Cristina pidió cumplir la condena con prisión domiciliaria y sin tobillera en su casa de Constitución
La ex presidenta pidió continuar en su casa ante la inminente detención para hacer efectiva la pena de 6 años
Cristina Kirchner eligió permanecer en su residencia de Constitución, donde vive actualmente.
La líder del peronismo tiene hasta el miércoles próximo para presentarse en Comodoro Py, quedar detenida y empezar a cumplir su condena. El Tribunal Oral Federal N°2 le solicitó a la ministra de Seguridad, Patricia Bullrich, que determine en qué dependencia deberá quedar alojada la ex vicepresidenta.
Los argumentos de Cristina para el arresto domiciliario
La solicitud de los representantes de Cristina Kirchner se basan en la edad y en el rol que desempeñó la condenada. Es por ello que se argumentó que Cristina "tiene secretos de Estado". Otro de los aspectos que señaló la defensa, es el atentado que sufrió en septiembre del 1 de septiembre de 2022 con un intento de homicidio.
Cristina Kirchner tiene 72 años y el Código Procesal Penal contempla dicho beneficio para personas que tienen más de 70 años, sin embargo no es una obligación concederla sino una potestad del juez de Ejecución.
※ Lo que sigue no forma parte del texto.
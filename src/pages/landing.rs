use log::{debug, info};
use yew::prelude::*;

use crate::config;
use crate::hooks::context::MotionContext;
use crate::hooks::scrolled::use_scrolled;
use crate::sections::{
    cta::CallToAction, features::Features, footer::Footer, header::Header, hero::Hero,
    steps::Steps, testimonials::Testimonials, tools::Tools,
};

#[function_component(Landing)]
pub fn landing() -> Html {
    let motion = use_state(|| {
        let animate = config::motion_allowed();
        if !animate {
            info!("Reduced motion requested, rendering final states");
        }
        MotionContext::new(animate)
    });
    let scrolled = use_scrolled(config::HEADER_SCROLL_THRESHOLD, &motion.registry);

    {
        let registry = motion.registry.clone();
        use_effect_with_deps(
            move |_| {
                move || {
                    // Sections unmount after this cleanup runs, so some may still be counted
                    debug!("Landing unmounted with {} active observers", registry.active());
                }
            },
            (),
        );
    }

    html! {
        <ContextProvider<MotionContext> context={(*motion).clone()}>
            <style>
                {r#"
                    *, *::before, *::after {
                        box-sizing: border-box;
                    }
                    body {
                        margin: 0;
                        font-family: -apple-system, BlinkMacSystemFont, 'Segoe UI', Roboto, 'Helvetica Neue', Arial, sans-serif;
                        color: #111827;
                        background: #fff;
                        overflow-x: hidden;
                    }
                    h1, h2, h3, h4, p {
                        margin: 0;
                    }
                    .container {
                        max-width: 80rem;
                        margin: 0 auto;
                        padding: 0 1.5rem;
                    }
                    .gradient-text {
                        background: linear-gradient(90deg, #3b82f6, #9333ea, #ec4899);
                        -webkit-background-clip: text;
                        background-clip: text;
                        color: transparent;
                    }
                    .section-heading {
                        text-align: center;
                        margin-bottom: 4rem;
                    }
                    .section-heading h2 {
                        font-size: 2.25rem;
                        font-weight: 700;
                        color: #111827;
                        margin-bottom: 1rem;
                    }
                    .section-heading p {
                        font-size: 1.25rem;
                        color: #4b5563;
                        max-width: 42rem;
                        margin: 0 auto;
                    }
                    .line {
                        height: 0.5rem;
                        border-radius: 0.25rem;
                        background: #e5e7eb;
                    }
                    .line.faint {
                        background: #f3f4f6;
                    }
                    .card-line {
                        background: #fff;
                        border-radius: 0.5rem;
                        padding: 1rem;
                        display: flex;
                        flex-direction: column;
                        gap: 0.5rem;
                        box-shadow: 0 1px 2px rgba(0, 0, 0, 0.05);
                    }
                    .placeholder {
                        background: #e5e7eb;
                        border-radius: 0.25rem;
                    }
                    .browser-dots {
                        display: flex;
                        gap: 0.5rem;
                        margin-bottom: 1rem;
                    }
                    .browser-dots span {
                        width: 0.75rem;
                        height: 0.75rem;
                        border-radius: 50%;
                    }
                    .browser-dots.small span {
                        width: 0.5rem;
                        height: 0.5rem;
                    }
                    .tile {
                        height: 3rem;
                        border-radius: 0.5rem;
                        background: linear-gradient(135deg, #dbeafe, #e9d5ff);
                    }
                    .tile.tall {
                        height: 6rem;
                    }
                    @media (min-width: 768px) {
                        .section-heading h2 {
                            font-size: 3rem;
                        }
                    }
                "#}
            </style>
            <Header scrolled={scrolled} />
            <main>
                <Hero />
                <Steps />
                <Tools />
                <Features />
                <Testimonials />
                <CallToAction />
            </main>
            <Footer />
        </ContextProvider<MotionContext>>
    }
}

#[cfg(test)]
mod tests {
    use std::collections::HashSet;

    use crate::hooks::reveal::RevealGroup;
    use crate::motion::reveal::{BindPlan, Command};
    use crate::motion::visual::VisualState;
    use crate::sections::{cta, features, footer, header, hero, steps, testimonials, tools};

    const GROUPS: [RevealGroup; 20] = [
        header::BAR,
        header::NAV,
        header::CTA,
        hero::CONTENT,
        steps::HEADING,
        steps::CARDS,
        steps::PREVIEWS,
        tools::HEADING,
        tools::ICONS,
        tools::INTEGRATION_CARDS,
        features::HEADING,
        features::CARDS,
        testimonials::HEADING,
        testimonials::CARDS,
        testimonials::STAT_BLOCKS,
        testimonials::STAT_FIGURES,
        cta::CONTENT,
        footer::COLUMNS,
        footer::NEWSLETTER,
        footer::BOTTOM_BAR,
    ];

    #[test]
    fn every_group_ends_fully_visible() {
        for group in GROUPS {
            assert_eq!(
                group.spec.target(Command::Play),
                VisualState::IDENTITY,
                "{} does not settle in place",
                group.label
            );
        }
    }

    #[test]
    fn every_group_is_shown_when_motion_is_off() {
        for group in GROUPS {
            for capable in [true, false] {
                assert_eq!(
                    group.spec.plan(1, false, capable),
                    BindPlan::Instant(VisualState::IDENTITY),
                    "{} could stay hidden",
                    group.label
                );
            }
            assert_eq!(group.spec.plan(1, true, false), BindPlan::Instant(VisualState::IDENTITY));
        }
    }

    #[test]
    fn observer_labels_are_unique() {
        let mut labels: HashSet<&str> = GROUPS.iter().map(|g| g.label).collect();
        assert_eq!(labels.len(), GROUPS.len());
        assert!(labels.insert(cta::BACKGROUND.label), "parallax label reused");
    }
}
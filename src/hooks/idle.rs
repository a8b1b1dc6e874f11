use yew::prelude::*;

use crate::motion::idle::{self, IdleJitter, Particle};

/// Randomly scattered particles, drawn once per mount.
#[hook]
pub fn use_particles(count: usize, jitter: IdleJitter) -> UseStateHandle<Vec<Particle>> {
    use_state(move || idle::scatter_particles(&mut rand::thread_rng(), count, jitter))
}

#[hook]
pub fn use_bar_heights(count: usize) -> UseStateHandle<Vec<f64>> {
    use_state(move || idle::bar_heights(&mut rand::thread_rng(), count))
}
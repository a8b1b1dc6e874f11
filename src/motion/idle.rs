use rand::Rng;

use super::easing::Easing;

/// Timing of one endlessly repeating decorative animation.
#[derive(Clone, Copy, Debug, PartialEq)]
pub struct IdleTiming {
    /// Seconds per cycle.
    pub duration: f64,
    /// Seconds before the first cycle, which doubles as the loop's phase.
    pub delay: f64,
}

impl IdleTiming {
    pub const fn fixed(duration: f64) -> Self {
        Self { duration, delay: 0.0 }
    }

    /// CSS `animation` shorthand running `keyframes` forever. `alternate`
    /// plays every other cycle backwards (a yoyo).
    pub fn css(&self, keyframes: &str, easing: Easing, alternate: bool) -> String {
        format!(
            "{} {:.2}s {} {:.2}s infinite{}",
            keyframes,
            self.duration,
            easing.css(),
            self.delay,
            if alternate { " alternate" } else { "" }
        )
    }
}

/// Randomization bounds for a family of idle loops.
#[derive(Clone, Copy, Debug, PartialEq)]
pub struct IdleJitter {
    pub base_duration: f64,
    /// Extra duration drawn from `[0, duration_spread)`.
    pub duration_spread: f64,
    /// Start delay drawn from `[0, max_delay)`.
    pub max_delay: f64,
}

impl IdleJitter {
    /// Drifting particles: 3-5s cycles starting within the first 2s.
    pub const PARTICLE: IdleJitter = IdleJitter {
        base_duration: 3.0,
        duration_spread: 2.0,
        max_delay: 2.0,
    };

    pub fn sample<R: Rng + ?Sized>(&self, rng: &mut R) -> IdleTiming {
        IdleTiming {
            duration: self.base_duration + rng.gen::<f64>() * self.duration_spread,
            delay: rng.gen::<f64>() * self.max_delay,
        }
    }
}

/// A decorative dot placed somewhere in its container.
#[derive(Clone, Copy, Debug, PartialEq)]
pub struct Particle {
    /// Percent of container width.
    pub left: f64,
    /// Percent of container height.
    pub top: f64,
    pub timing: IdleTiming,
}

pub fn scatter_particles<R: Rng + ?Sized>(rng: &mut R, count: usize, jitter: IdleJitter) -> Vec<Particle> {
    (0..count)
        .map(|_| Particle {
            left: rng.gen::<f64>() * 100.0,
            top: rng.gen::<f64>() * 100.0,
            timing: jitter.sample(rng),
        })
        .collect()
}

/// Bar heights (percent) for the decorative analytics chart, in `[20, 80)`.
pub fn bar_heights<R: Rng + ?Sized>(rng: &mut R, count: usize) -> Vec<f64> {
    (0..count).map(|_| 20.0 + rng.gen::<f64>() * 60.0).collect()
}

#[cfg(test)]
mod tests {
    use super::*;
    use rand::rngs::StdRng;
    use rand::SeedableRng;

    #[test]
    fn particle_timing_stays_in_bounds() {
        let mut rng = StdRng::seed_from_u64(7);
        for _ in 0..500 {
            let timing = IdleJitter::PARTICLE.sample(&mut rng);
            assert!((3.0..5.0).contains(&timing.duration), "{:?}", timing);
            assert!((0.0..2.0).contains(&timing.delay), "{:?}", timing);
        }
    }

    #[test]
    fn particles_are_placed_inside_container() {
        let mut rng = StdRng::seed_from_u64(42);
        let particles = scatter_particles(&mut rng, 20, IdleJitter::PARTICLE);
        assert_eq!(particles.len(), 20);
        for p in &particles {
            assert!((0.0..100.0).contains(&p.left));
            assert!((0.0..100.0).contains(&p.top));
        }
    }

    #[test]
    fn particles_get_distinct_phases() {
        let mut rng = StdRng::seed_from_u64(1);
        let particles = scatter_particles(&mut rng, 20, IdleJitter::PARTICLE);
        let first = particles[0].timing;
        assert!(particles.iter().skip(1).any(|p| p.timing != first));
    }

    #[test]
    fn same_seed_same_layout() {
        let a = scatter_particles(&mut StdRng::seed_from_u64(9), 5, IdleJitter::PARTICLE);
        let b = scatter_particles(&mut StdRng::seed_from_u64(9), 5, IdleJitter::PARTICLE);
        assert_eq!(a, b);
    }

    #[test]
    fn bars_within_chart() {
        let mut rng = StdRng::seed_from_u64(3);
        for h in bar_heights(&mut rng, 100) {
            assert!((20.0..80.0).contains(&h));
        }
    }

    #[test]
    fn zero_spread_is_deterministic() {
        let jitter = IdleJitter {
            base_duration: 4.0,
            duration_spread: 0.0,
            max_delay: 0.0,
        };
        let timing = jitter.sample(&mut StdRng::seed_from_u64(0));
        assert_eq!(timing, IdleTiming::fixed(4.0));
    }

    #[test]
    fn css_shorthand() {
        let css = IdleTiming::fixed(3.0).css("hero-float", Easing::Linear, true);
        assert_eq!(css, "hero-float 3.00s linear 0.00s infinite alternate");
    }
}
“En el caso de Cristina Fernández de Kirchner, el cumplimiento de una pena privativa de libertad sólo puede ser llevado a cabo bajo la modalidad de detención domiciliaria”, sostuvieron sus abogados en el escrito.
Dejarla presa en una cárcel común "de manera alguna es compatible con los recaudos de seguridad que deben serle garantizados a una persona que se encuentra en la situación de nuestra asistida”, agregaron los letrados.
El eventual traslado a una cárcel de una ex vicepresidenta derivaría por necesidad de seguridad en un “régimen de aislamiento absoluto y de vigilancia permanente, medidas que resultan incompatibles con los estándares constitucionales y convencionales que rigen en materia de ejecución penal”.